Given the changing nature of the Internet, you may wish to preview these sites. Check the Online Companion Web site for updated information and links to other sites.

Key Words and Terms

  • formalism
  • expressionism
  • abstractionists
  • caricatures
  • chromolithography
  • lithography
  • classical
  • graphic artist
  • avant-garde
  • complementary colors
  • expressionistic
  • primary colors
  • washes
  • illusionistic
  • passage
  • collage
  • formalism
  • rose windows
  • manifesto
  • icons
  • woodblock
  • stucco
  • faktura
  • historicist
  • château
  • arcaded
  • piers
  • interlaces
  • curtain wall
  • photomontages
  • values
  • assemblage
  • readymades
  • automatism
  • frottage
  • lunettes
  • tondo

Suggested Pacing

Allow two-and-a-half weeks to cover this chapter due to the importance of the artistic movements discussed. The material in this chapter, along with Chapters 27 and 29, account for anywhere from ten to 30 percent of the AP* exam.

Test Strategy

To make the most of the limited time they will have to write essays on the test, students need to develop and use a plan for answering essay questions. As an introduction to assigning a timed in-class essay, help students work out a schedule for planning and writing their essays. They might spend three to four minutes reading the question prompt and brainstorming and organizing the points they want to make, 23 minutes writing, and the final three minutes making a quick proofreading and revision check.

Key Concepts

  • Cubism
    Cubism is among the most important, and difficult to describe, movements in art history. The text points out that the analytic Cubist paintings of Picasso and Braque resulted in "the gradual elimination of space and subject matter" (p. 1053), and that objects in the compositions "have lost not only their natural spatial relations, but their identities as well" (p.1054).

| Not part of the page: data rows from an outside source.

// Copyright The CoSim Authors
// SPDX-License-Identifier: Apache-2.0

//! Result documents of a simulation suite.

use serde::Serialize;
use std::collections::BTreeMap;

use cosim_engine::SimState;
use cosim_engine::logger::views::{GanttRow, JobUtilization, Series, WorkloadRow};

/// Everything one policy's simulation produced, ready for export.
#[derive(Debug, Serialize)]
pub struct PolicyReport {
    /// The policy's registered name.
    pub policy: String,
    /// Total simulated seconds from first admission to last completion.
    pub makespan: f64,
    /// `baseline makespan / this makespan` (1.0 for the baseline itself).
    pub makespan_speedup: f64,
    /// Per-job placement rows.
    pub gantt: Vec<GanttRow>,
    /// Idle cores per checkpoint.
    pub unused_cores: Series,
    /// Cumulative finished jobs per checkpoint.
    pub throughput: Series,
    /// Waiting jobs per checkpoint.
    pub waiting_queue: Series,
    /// Per-job comparison against the baseline run (empty for the
    /// baseline itself).
    pub utilization: BTreeMap<String, JobUtilization>,
    /// The run as replayable workload rows.
    pub workload: Vec<WorkloadRow>,
}

impl PolicyReport {
    /// Extracts a report from a finished simulation's state.
    #[must_use]
    pub fn from_state(policy: &str, state: &SimState, baseline: Option<(&SimState, f64)>) -> Self {
        let makespan = state.cluster.makespan();
        let (utilization, makespan_speedup) = match baseline {
            Some((baseline_state, baseline_makespan)) => (
                state.logger.utilization_against(&baseline_state.logger),
                baseline_makespan / makespan,
            ),
            None => (BTreeMap::new(), 1.0),
        };
        Self {
            policy: policy.to_owned(),
            makespan,
            makespan_speedup,
            gantt: state.logger.gantt(),
            unused_cores: state.logger.unused_cores(),
            throughput: state.logger.throughput(),
            waiting_queue: state.logger.waiting_queue_graph(),
            utilization,
            workload: state.logger.workload(),
        }
    }
}

/// The result of driving every configured policy against one workload.
#[derive(Debug, Serialize)]
pub struct SuiteResult {
    /// Name of the policy the others are compared against.
    pub baseline: String,
    /// One report per policy, in configuration order.
    pub reports: Vec<PolicyReport>,
}
// Copyright The CoSim Authors
// SPDX-License-Identifier: Apache-2.0

//! Synthetic job generators over a template catalog.
//!
//! Every generator produces the same [`Job`] shape the importers do, and
//! is deterministic given the caller's seeded RNG.

use rand::RngExt;
use rand::rngs::StdRng;
use rand::seq::SliceRandom;
use std::collections::BTreeMap;
use std::collections::HashMap;

use cosim_config::JobTemplate;
use cosim_model::Job;

use crate::error::Error;

/// A source of jobs: a trace importer or a synthetic generator.
pub trait WorkloadGenerator {
    /// Human-readable generator name, used in setup diagnostics.
    fn name(&self) -> &'static str;

    /// Produces the job set. All randomness is drawn from `rng` so a
    /// seeded run is reproducible.
    fn generate_jobs_set(&self, rng: &mut StdRng) -> Result<Vec<Job>, Error>;
}

fn instantiate(id: u64, template: &JobTemplate) -> Job {
    let wall = template.wall_time.unwrap_or(template.run_time);
    let mut job = Job::new(
        id,
        template.name.clone(),
        template.processes,
        template.run_time,
        0.0,
        wall,
    );
    job.tags = vec![template.name.clone()];
    job
}

fn catalog_index(catalog: &[JobTemplate]) -> HashMap<&str, &JobTemplate> {
    catalog
        .iter()
        .map(|template| (template.name.as_str(), template))
        .collect()
}

/// `count` jobs drawn uniformly at random from the catalog.
pub struct RandomFromCatalog {
    /// Templates to draw from.
    pub catalog: Vec<JobTemplate>,
    /// Number of jobs to produce.
    pub count: usize,
}

impl WorkloadGenerator for RandomFromCatalog {
    fn name(&self) -> &'static str {
        "random"
    }

    fn generate_jobs_set(&self, rng: &mut StdRng) -> Result<Vec<Job>, Error> {
        let mut jobs = Vec::with_capacity(self.count);
        for id in 0..self.count {
            let template = &self.catalog[rng.random_range(0..self.catalog.len())];
            jobs.push(instantiate(id as u64, template));
        }
        Ok(jobs)
    }
}

/// Each template repeated by its configured frequency, then shuffled.
pub struct FrequencyCatalog {
    /// Templates to instantiate.
    pub catalog: Vec<JobTemplate>,
    /// Repetitions per template name.
    pub frequencies: BTreeMap<String, u32>,
}

impl WorkloadGenerator for FrequencyCatalog {
    fn name(&self) -> &'static str {
        "frequencies"
    }

    fn generate_jobs_set(&self, rng: &mut StdRng) -> Result<Vec<Job>, Error> {
        let index = catalog_index(&self.catalog);
        let mut jobs = Vec::new();
        for (name, freq) in &self.frequencies {
            let template = index
                .get(name.as_str())
                .ok_or_else(|| Error::UnknownTemplate { name: name.clone() })?;
            for _ in 0..*freq {
                jobs.push(instantiate(jobs.len() as u64, template));
            }
        }
        jobs.shuffle(rng);
        Ok(jobs)
    }
}

/// The named templates instantiated in order, one job each.
pub struct NamesCatalog {
    /// Templates to instantiate.
    pub catalog: Vec<JobTemplate>,
    /// Template names in submit order.
    pub names: Vec<String>,
    /// Shuffle the job order while keeping ids stable.
    pub shuffle: bool,
}

impl WorkloadGenerator for NamesCatalog {
    fn name(&self) -> &'static str {
        "names"
    }

    fn generate_jobs_set(&self, rng: &mut StdRng) -> Result<Vec<Job>, Error> {
        let index = catalog_index(&self.catalog);
        let mut jobs = Vec::with_capacity(self.names.len());
        for (id, name) in self.names.iter().enumerate() {
            let template = index
                .get(name.as_str())
                .ok_or_else(|| Error::UnknownTemplate { name: name.clone() })?;
            jobs.push(instantiate(id as u64, template));
        }
        if self.shuffle {
            jobs.shuffle(rng);
        }
        Ok(jobs)
    }
}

  • Formalism and Expressionism
    The authors of the text use the two broad terms "Formalism" and "Expressionism" to help describe the mass of movements in modern art (p. 1025). These two poles are useful reference points while navigating the many styles presented in Chapter 28.

  • Misnomers
    Many artistic movements have been badly named over the course of art history, but the titles "Fauvism" and "Cubism" are among the worst. Derain, Matisse, and Vlaminck exhibited with Henri Rousseau, who really painted wild beasts, a likely reason for their group being named "Fauves". But there are no cubes in Cubism.

  • "Complete Formalism"
    Picasso and Braque's analytic Cubist style brought them to the brink of "complete formalism"—that is, painting so abstract that it no longer resembles the subject it pretends to represent. That brink disappears in the later work of Malevich and Mondrian, in movements called "Suprematism" and "De Stijl," respectively.

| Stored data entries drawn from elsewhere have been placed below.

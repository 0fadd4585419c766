// Copyright The CoSim Authors
// SPDX-License-Identifier: Apache-2.0

//! First-come-first-served scheduling.

use crate::error::Error;
use crate::sched::{PolicyOptions, Scheduler, deploy_fifo};
use crate::state::SimState;

/// FIFO: compact-allocate the head of the waiting queue until the first
/// job that does not fit.
pub struct Fifo {
    options: PolicyOptions,
}

impl Fifo {
    /// Builds the policy.
    #[must_use]
    pub fn new(options: PolicyOptions) -> Self {
        Self { options }
    }
}

impl Scheduler for Fifo {
    fn name(&self) -> &'static str {
        "fifo"
    }

    fn description(&self) -> &'static str {
        "First in, first out / first come, first served scheduling policy"
    }

    fn deploy(&mut self, state: &mut SimState) -> Result<bool, Error> {
        let depth = self.options.queue_depth;
        deploy_fifo(self, state, depth)
    }
}
// Copyright The CoSim Authors
// SPDX-License-Identifier: Apache-2.0

//! Errors for the compute engine.
//!
//! Invariant failures carry enough queue context to diagnose a stuck
//! simulation without re-running it; they are fatal and stop the run.
//! Resource shortfalls never surface here; the scheduler contract is a
//! boolean result.

/// Errors raised by the compute engine and the scheduling policies.
#[derive(thiserror::Error, Debug)]
pub enum Error {
    /// The next-event computation produced a non-positive time step.
    ///
    /// Admission drains every job whose submit time has arrived before the
    /// step is computed, so a zero here means the state machine is stuck.
    #[error("next simulation step is {delta} (must be strictly positive)")]
    NoForwardProgress {
        /// The offending time step.
        delta: f64,
    },

    /// No executing job will finish and no preloaded job will arrive, yet
    /// jobs remain queued.
    #[error(
        "deadlock: no next event with jobs still queued \
         (preloaded: {preloaded:?}, waiting: {waiting:?}, executing: {executing:?})"
    )]
    DeadlockDetected {
        /// Signatures still in the preloaded queue.
        preloaded: Vec<String>,
        /// Signatures still in the waiting queue.
        waiting: Vec<String>,
        /// Signatures still executing.
        executing: Vec<String>,
    },

    /// An executing job's remaining time went below zero.
    #[error("job {job} has negative remaining time {remaining}")]
    NegativeRemainingTime {
        /// Signature of the offending job.
        job: String,
        /// The observed remaining time.
        remaining: f64,
    },

    /// A scheduler name has no registered policy.
    #[error("unknown scheduler `{name}`")]
    UnknownScheduler {
        /// The name that failed to resolve.
        name: String,
    },

    /// The database holds no jobs to simulate.
    #[error("the preloaded queue is empty; nothing to simulate")]
    EmptyWorkload,

    /// A resource-model invariant failed while deploying or cleaning up.
    #[error(transparent)]
    Model(#[from] cosim_model::Error),
}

Summing Up Student Understanding

Assign students paintings by Picasso or Braque from their analytic Cubist phase, and ask them to "reconstitute" the subject matter based on the pictorial clues left by the artists. In a paragraph or two, have students describe the still life that they believe lay before the artist as he painted his picture. Students should carefully catalogue each clue left by the painter, including how it relates to an object in a still life. Printed words may indicate a newspaper, a cylinder may hint at a glass, a scroll form may be the end of a violin, a puff of smoke may come from a pipe, a heart might be from a playing card.

You may enlarge the activity by having students use outside texts on Cubism for more ideas on how to interpret what they see. You may also wish to mix in works from the synthetic period as well, although the visual language changes a bit.

This exercise is valuable in that it forces students to look more deeply into what appears to be a chaotic, nonrepresentational style, in order to find the structural elements that are as valid and solid as those found in the architecture of Palladio.